After all, nearly half of Americans use natural gas as a heating source for their homes, so with near record temperatures it isn’t too surprising to note that natural gas has seen a significant boost over the past few months. Prices were around the $3.5/mm Btu level for much of 2013, but they have spiked to around the $6 level now.
While this sudden surge has certainly hurt consumers, it has been a boon to those who are invested in the natural gas space.
Natural Gas Investing
Easily the most popular way to play this trend is with the United States Natural Gas Fund (UNG), an ETF that invests in front month futures contracts of natural gas.
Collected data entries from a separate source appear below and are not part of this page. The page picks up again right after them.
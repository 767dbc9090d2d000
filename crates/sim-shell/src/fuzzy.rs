//! "Did you mean" suggestions for mistyped flags, subcommands and commands
//!
//! Each simulated tool registers its vocabulary once; lookups compare the
//! lower-cased input to every candidate by Levenshtein distance.

use serde::Serialize;
use std::collections::{BTreeSet, HashMap};

/// Outcome of validating one token against a vocabulary
#[derive(Debug, Clone, PartialEq, Serialize)]
pub struct MatchResult {
    pub input: String,
    /// Closest candidates, best first, at most three
    pub suggestions: Vec<String>,
    /// 1.0 for an exact match, 0.0 when nothing is close
    pub confidence: f64,
    pub exact_match: bool,
}

impl MatchResult {
    fn unmatched(input: &str) -> Self {
        Self {
            input: input.to_string(),
            suggestions: Vec::new(),
            confidence: 0.0,
            exact_match: false,
        }
    }

    /// Suggestion sentence, if there is anything to suggest
    pub fn message(&self) -> Option<String> {
        match self.suggestions.as_slice() {
            [] => None,
            [only] => Some(format!("Did you mean '{}'?", only)),
            many => {
                let quoted: Vec<String> = many.iter().map(|s| format!("'{}'", s)).collect();
                Some(format!("Did you mean one of: {}?", quoted.join(", ")))
            }
        }
    }
}

#[derive(Debug, Clone, Default)]
struct Vocabulary {
    flags: BTreeSet<String>,
    subcommands: BTreeSet<String>,
}

/// Per-tool registry of known flags and subcommands
#[derive(Debug, Clone)]
pub struct FuzzyMatcher {
    max_distance: usize,
    tools: HashMap<String, Vocabulary>,
}

impl Default for FuzzyMatcher {
    fn default() -> Self {
        Self::new(3)
    }
}

impl FuzzyMatcher {
    pub fn new(max_distance: usize) -> Self {
        Self {
            max_distance,
            tools: HashMap::new(),
        }
    }

    /// Register flags (as typed, e.g. `--version` or `-i`) for a tool
    pub fn register_flags<I, S>(&mut self, tool: &str, flags: I)
    where
        I: IntoIterator<Item = S>,
        S: Into<String>,
    {
        let vocab = self.tools.entry(tool.to_string()).or_default();
        vocab.flags.extend(flags.into_iter().map(Into::into));
    }

    /// Register subcommand names for a tool
    pub fn register_subcommands<I, S>(&mut self, tool: &str, subcommands: I)
    where
        I: IntoIterator<Item = S>,
        S: Into<String>,
    {
        let vocab = self.tools.entry(tool.to_string()).or_default();
        vocab
            .subcommands
            .extend(subcommands.into_iter().map(Into::into));
    }

    pub fn is_registered(&self, tool: &str) -> bool {
        self.tools.contains_key(tool)
    }

    pub fn validate_flag(&self, tool: &str, flag: &str) -> MatchResult {
        match self.tools.get(tool) {
            Some(vocab) => self.closest(flag, vocab.flags.iter().map(String::as_str)),
            None => MatchResult::unmatched(flag),
        }
    }

    pub fn validate_subcommand(&self, tool: &str, subcommand: &str) -> MatchResult {
        match self.tools.get(tool) {
            Some(vocab) => self.closest(subcommand, vocab.subcommands.iter().map(String::as_str)),
            None => MatchResult::unmatched(subcommand),
        }
    }

    /// Match against an ad-hoc candidate list, e.g. registered tool names
    pub fn closest<'a, I>(&self, input: &str, candidates: I) -> MatchResult
    where
        I: IntoIterator<Item = &'a str>,
    {
        let needle = input.to_lowercase();
        let input_len = needle.chars().count();
        let threshold = self.max_distance.min((input_len / 2).max(2));

        let mut scored: Vec<(usize, &str)> = Vec::new();
        for candidate in candidates {
            let distance = levenshtein(&needle, &candidate.to_lowercase());
            if distance == 0 {
                return MatchResult {
                    input: input.to_string(),
                    suggestions: Vec::new(),
                    confidence: 1.0,
                    exact_match: true,
                };
            }
            if distance <= threshold {
                scored.push((distance, candidate));
            }
        }

        scored.sort();
        scored.truncate(3);

        let confidence = match scored.first() {
            Some((distance, best)) => {
                let longest = input_len.max(best.chars().count()).max(1);
                1.0 - *distance as f64 / longest as f64
            }
            None => 0.0,
        };

        MatchResult {
            input: input.to_string(),
            suggestions: scored.into_iter().map(|(_, c)| c.to_string()).collect(),
            confidence,
            exact_match: false,
        }
    }
}

/// Compute Levenshtein (edit) distance between two strings
pub fn levenshtein(a: &str, b: &str) -> usize {
    let a: Vec<char> = a.chars().collect();
    let b: Vec<char> = b.chars().collect();
    let mut prev: Vec<usize> = (0..=b.len()).collect();
    let mut curr = vec![0usize; b.len() + 1];

    for i in 1..=a.len() {
        curr[0] = i;
        for j in 1..=b.len() {
            let cost = if a[i - 1] == b[j - 1] { 0 } else { 1 };
            curr[j] = (prev[j] + 1).min(curr[j - 1] + 1).min(prev[j - 1] + cost);
        }
        std::mem::swap(&mut prev, &mut curr);
    }
    prev[b.len()]
}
The product has been on an incredible run over the past three months, adding close to 50% in the time frame.
This is particularly interesting because natural gas doesn’t exactly have a great long-term history, at least represented by UNG. That is because natural gas usually trades in contango, and when ETFs like UNG roll their contracts from one month to the next, there is an unfavorable price situation which usually makes long-term gains nearly impossible (see The Three Biggest Mistakes of ETF Investing).
In fact, even with 2014’s incredible surge, UNG is still down over 80% in the past five years. This obviously compares extremely unfavorably to the S&P 500 (which saw a gain of about 150% in the same time frame) and even the natural gas equity space, where the top fund, FCG, has more than doubled in the past five year time frame, suggesting that the futures curve isn’t exactly UNG’s friend.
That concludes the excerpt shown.